Nachrichten Januar 2011


NEUJAHR: Tausende sprangen ins kalte Wasser

Den Haag. AKS/TM/VK. 03. Januar 2011.

Am ersten Tag des neuen Jahres stürzten sich in den Niederlanden beinahe 28.000 Menschen in das eiskalte Wasser der Nordsee. Was sich für manche deutsche Ohren eventuell als Irrsinn anhört, ist in den Niederlanden eine langjährige Tradition: mit dem Nieuwjaarsduik (dt. Neujahrsschwimmen) läuten seit 1959 viele Niederländer und ausländische Besucher das neue Jahr ein. Am diesjährigen Neujahrstag konnten sich die Mutigen an insgesamt 64 Orten in den Niederlanden ins eisige Salzwasser stürzen.
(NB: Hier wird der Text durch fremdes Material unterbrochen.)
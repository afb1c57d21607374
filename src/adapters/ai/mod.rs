//! AI Provider Adapters.
//!
//! Implementations of the AIProvider port.
//!
//! ## Available Adapters
//!
//! - `GeminiProvider` - Google Gemini generateContent API
//! - `MockAIProvider` - Configurable mock for testing

mod gemini_provider;
mod mock_provider;

pub use gemini_provider::{build_prompt, GeminiConfig, GeminiProvider, SYSTEM_PROMPT};
pub use mock_provider::{MockAIProvider, MockError, MockResponse};
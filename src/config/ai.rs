//! AI provider configuration

use secrecy::{ExposeSecret, Secret};
use serde::Deserialize;
use std::time::Duration;

use super::error::ValidationError;

/// Gemini provider configuration
#[derive(Debug, Clone, Deserialize)]
pub struct AiConfig {
    /// Gemini API key
    pub gemini_api_key: Option<Secret<String>>,

    /// Model identifier
    #[serde(default = "default_model")]
    pub model: String,

    /// API base URL
    #[serde(default = "default_base_url")]
    pub base_url: String,

    /// Request timeout in seconds; unset leaves the transport default
    pub timeout_secs: Option<u64>,
}

impl AiConfig {
    /// Get timeout as Duration, if one is configured
    pub fn timeout(&self) -> Option<Duration> {
        self.timeout_secs.map(Duration::from_secs)
    }

    /// Check if a Gemini key is configured
    pub fn has_gemini(&self) -> bool {
        self.gemini_api_key
            .as_ref()
            .is_some_and(|k| !k.expose_secret().is_empty())
    }

    /// Validate AI configuration
    pub fn validate(&self) -> Result<(), ValidationError> {
        if !self.has_gemini() {
            return Err(ValidationError::MissingRequired("GEMINI_API_KEY"));
        }
        if !self.base_url.starts_with("http://") && !self.base_url.starts_with("https://") {
            return Err(ValidationError::InvalidAiBaseUrl);
        }
        if let Some(secs) = self.timeout_secs {
            if secs == 0 || secs > 300 {
                return Err(ValidationError::InvalidAiTimeout);
            }
        }
        Ok(())
    }
}

impl Default for AiConfig {
    fn default() -> Self {
        Self {
            gemini_api_key: None,
            model: default_model(),
            base_url: default_base_url(),
            timeout_secs: None,
        }
    }
}

fn default_model() -> String {
    "gemini-2.0-flash".to_string()
}

fn default_base_url() -> String {
    "https://generativelanguage.googleapis.com".to_string()
}

#[cfg(test)]
mod tests {
    use super::*;

    fn with_key(key: &str) -> AiConfig {
        AiConfig {
            gemini_api_key: Some(Secret::new(key.to_string())),
            ..Default::default()
        }
    }

    #[test]
    fn test_ai_config_defaults() {
        let config = AiConfig::default();
        assert_eq!(config.model, "gemini-2.0-flash");
        assert_eq!(config.base_url, "https://generativelanguage.googleapis.com");
        assert!(config.timeout().is_none());
    }

    #[test]
    fn test_timeout_duration() {
        let config = AiConfig {
            timeout_secs: Some(60),
            ..with_key("k")
        };
        assert_eq!(config.timeout(), Some(Duration::from_secs(60)));
    }

    #[test]
    fn test_validation_missing_key() {
        assert_eq!(
            AiConfig::default().validate(),
            Err(ValidationError::MissingRequired("GEMINI_API_KEY"))
        );
        assert!(with_key("").validate().is_err());
    }

    #[test]
    fn test_validation_bad_base_url() {
        let config = AiConfig {
            base_url: "ftp://example.com".to_string(),
            ..with_key("k")
        };
        assert_eq!(config.validate(), Err(ValidationError::InvalidAiBaseUrl));
    }

    #[test]
    fn test_validation_bad_timeout() {
        let config = AiConfig {
            timeout_secs: Some(0),
            ..with_key("k")
        };
        assert_eq!(config.validate(), Err(ValidationError::InvalidAiTimeout));
    }

    #[test]
    fn test_validation_valid_config() {
        assert!(with_key("AIza-test").validate().is_ok());
    }

    #[test]
    fn test_debug_redacts_key() {
        let config = with_key("AIza-very-secret");
        assert!(!format!("{:?}", config).contains("AIza-very-secret"));
    }
}
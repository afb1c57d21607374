//! Support Chat - Customer-support chat backend
//!
//! Persists conversations, forwards each customer message with recent
//! history to a generative model, and stores the reply.

pub mod adapters;
pub mod application;
pub mod config;
pub mod domain;
pub mod ports;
Ursprünglich sollten es in diesem Jahr sogar 81 „Badeorte“ sein, doch aufgrund der Wetterlage musste die Aktion an 17 Plätzen abgesagt werden. In den nördlichen Provinzen wäre die Gefahr einer Unterkühlung im eiskalten Nordseewasser zu groß gewesen. Dennoch spricht der Organisator Unox von einem Rekord in diesem Jahr. Der Lebensmittelhersteller erklärte am Samstag, dass noch nie so viele Menschen am Neujahrsschwimmen teilgenommen hätten. Der Andrang war vor allem in Scheveningen, einem Stadtteil von Den Haag, groß. Dort hatten 10.000 Menschen eine Eintrittskarte für das Ereignis erworben und sich in die Fluten gestürzt.

Abgesagt – allerdings aufgrund „zu hoher Wassertemperaturen“ – wurde hingegen das Neujahrsschwimmen am Strand der Gemeinde Borssele. Mit einer mediengerecht inszenierten Aktion nutzte das Aktionskomitee „Borssele 2 Nee“ die öffentliche Aufmerksamkeit, um gegen das nahegelegene Atomkraftwerk zu demonstrieren und sich gegen den Bau weiterer Atommeiler an der niederländischen Nordseeküste (NiederlandeNet berichtete) auszusprechen. Mit vier Grad sei das Wasser für die rund 30 Umweltaktivisten schlichtweg „zu warm“ gewesen – ein erfrischendes Neujahrsbad sei aufgrund der auf das warme Abwasser des AKW Borssele zurückzuführenden relativ hohen Wassertemperatur somit nicht möglich gewesen.

Die niederländische Tradition des Neujahrsschwimmen geht auf das Jahr 1959 und den Badeort Scheveningen zurück. Es ist vor allem dem inzwischen 81-jährigen Ok van Batenburg zu verdanken, der am Samstag auch den Startschuss für das Schwimmen in Scheveningen geben durfte. Vor genau 52 Jahren wagte Van Batenburg sich mit vier anderen zum ersten Mal an Neujahr ins kalte Wasser. Seitdem ist die Anzahl an Teilnehmern am Neujahrsschwimmen von Jahr zu Jahr gestiegen. Nur dreimal musste das Ereignis seit seinem Entstehen abgesagt werden, zuletzt 2007. Grund: zu schlechtes Wetter. Im Übrigen wird auch an anderen Orten der Welt, dieser für Deutsche eher unüblichen Tradition nachgegangen. So zählt beispielsweise das Neujahrsschwimmen in Kanada zu den Ältesten der Welt.